O foco exportador da agropecuária tem
potencial para causar problemas sérios aos brasileiros e, por tabela, à
tentativa de reeleição de Lula. É o que diz uma análise levada ao presidente no
início do ano pelo líder do governo no Senado, Jaques Wagner, do PT baiano.

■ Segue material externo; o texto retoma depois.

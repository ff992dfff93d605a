//! Pipeline parameters: use case control.
//!
//! [`PipelineConfig`] groups the static knobs of the query pipeline. Values
//! come from the infrastructure config loader; this type only holds them.

use demeter_domain::LanguageCode;
use std::time::Duration;

/// Query pipeline control parameters.
#[derive(Debug, Clone, PartialEq)]
pub struct PipelineConfig {
    /// Language classification and agents operate in
    pub working_language: LanguageCode,
    /// Substituted when detection fails or the text is empty
    pub default_language: LanguageCode,
    /// Non-crop intents below this confidence go to the general handler
    pub min_route_confidence: f64,
    /// Deadline for one agent call
    pub agent_timeout: Duration,
    /// Deadline for one translation backend call
    pub translation_timeout: Duration,
    /// Serve repeated identical queries from the query cache
    pub memoize_responses: bool,
}

impl Default for PipelineConfig {
    fn default() -> Self {
        Self {
            working_language: LanguageCode::english(),
            default_language: LanguageCode::english(),
            min_route_confidence: 0.1,
            agent_timeout: Duration::from_secs(30),
            translation_timeout: Duration::from_secs(10),
            memoize_responses: false,
        }
    }
}

impl PipelineConfig {
    // ==================== Builder Methods ====================

    pub fn with_working_language(mut self, language: LanguageCode) -> Self {
        self.working_language = language;
        self
    }

    pub fn with_default_language(mut self, language: LanguageCode) -> Self {
        self.default_language = language;
        self
    }

    pub fn with_min_route_confidence(mut self, confidence: f64) -> Self {
        self.min_route_confidence = confidence;
        self
    }

    pub fn with_agent_timeout(mut self, timeout: Duration) -> Self {
        self.agent_timeout = timeout;
        self
    }

    pub fn with_translation_timeout(mut self, timeout: Duration) -> Self {
        self.translation_timeout = timeout;
        self
    }

    pub fn with_memoize_responses(mut self, enabled: bool) -> Self {
        self.memoize_responses = enabled;
        self
    }
}

#[cfg(test)]
mod tests {
    use super::*;

    #[test]
    fn test_defaults() {
        let config = PipelineConfig::default();
        assert!(config.working_language.is_english());
        assert_eq!(config.min_route_confidence, 0.1);
        assert_eq!(config.agent_timeout, Duration::from_secs(30));
        assert_eq!(config.translation_timeout, Duration::from_secs(10));
        assert!(!config.memoize_responses);
    }

    #[test]
    fn test_builder() {
        let config = PipelineConfig::default()
            .with_min_route_confidence(0.3)
            .with_agent_timeout(Duration::from_millis(500))
            .with_memoize_responses(true);
        assert_eq!(config.min_route_confidence, 0.3);
        assert_eq!(config.agent_timeout, Duration::from_millis(500));
        assert!(config.memoize_responses);
    }
}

Essa análise é de autoria do engenheiro agrônomo Gerson Teixeira, ex-presidente
da Associação Brasileira de Reforma Agrária e chefe do núcleo agrário da
campanha eleitoral do petista em 2022. Segundo Teixeira, o foco exportador tem dois
problemas. Um é o avanço do cultivo da soja, que se apropria de áreas que
poderiam ser usadas para produzir arroz, feijão e mandioca. O outro é a
internacionalização dos preços da comida no Brasil. Tudo somado, a oferta de
alimentos é restrita e o preço, alto. Só não teria ocorrido ainda uma crise
grave graças à ampliação do consumo de alimentos ultraprocessados. Teixeira
sugere restringir ou taxar as exportações (a Índia proibiu as vendas externas
de arroz em 2023) e usar o Plano Safra e a Companhia Nacional de Abastecimento
para redesenhar a produção nacional.
No início do ano, o senador Beto Faro, do PT
do Pará, propôs uma lei pela qual o governo calcularia os preços mínimos para
arroz, feijão e milho e usaria esses cálculos para conter o preço final.
Teixeira é colaborador do senador. E reuniu outros dados interessantes sobre o
agronegócio e a concentração de terras. Em 2020, apenas 2,2% das propriedades
rurais abrangia 61% de toda a área ocupada pelos imóveis registrados no
Sistema Nacional de Cadastro Rural. Em 2024, o sistema identificava 52 mil
propriedades improdutivas, cuja área somada era de 23% do terreno total ocupado
por aqueles imóveis registrados em 2020. Outra descoberta do agrônomo: é do
agronegócio a empresa campeã de isenções tributárias. É a Dairy Partners
Americas, conhecida por vender produtos lácteos das marcas Chambinho e
Chandelle. A firma é controlada por uma multinacional francesa, a Lactalis.
Tamanho da mamata da multinacional: 16 bilhões de reais. Pela exorbitância dos
valores, cerca de 10% de toda a isenção do ano passado, a Receita resolveu
verificar a situação. Quando cobra imposto de ruralistas, o Brasil é uma mãe. O
ITR, tributo devido por dono de terra, rendeu aos cofres públicos 2 bilhões de
reais por ano, em média, entre 2015 e 2024, de acordo dados da Receita. Em
2022, exatos 1,987 milhão de contribuintes pagaram ITR, conforme o “Leão”.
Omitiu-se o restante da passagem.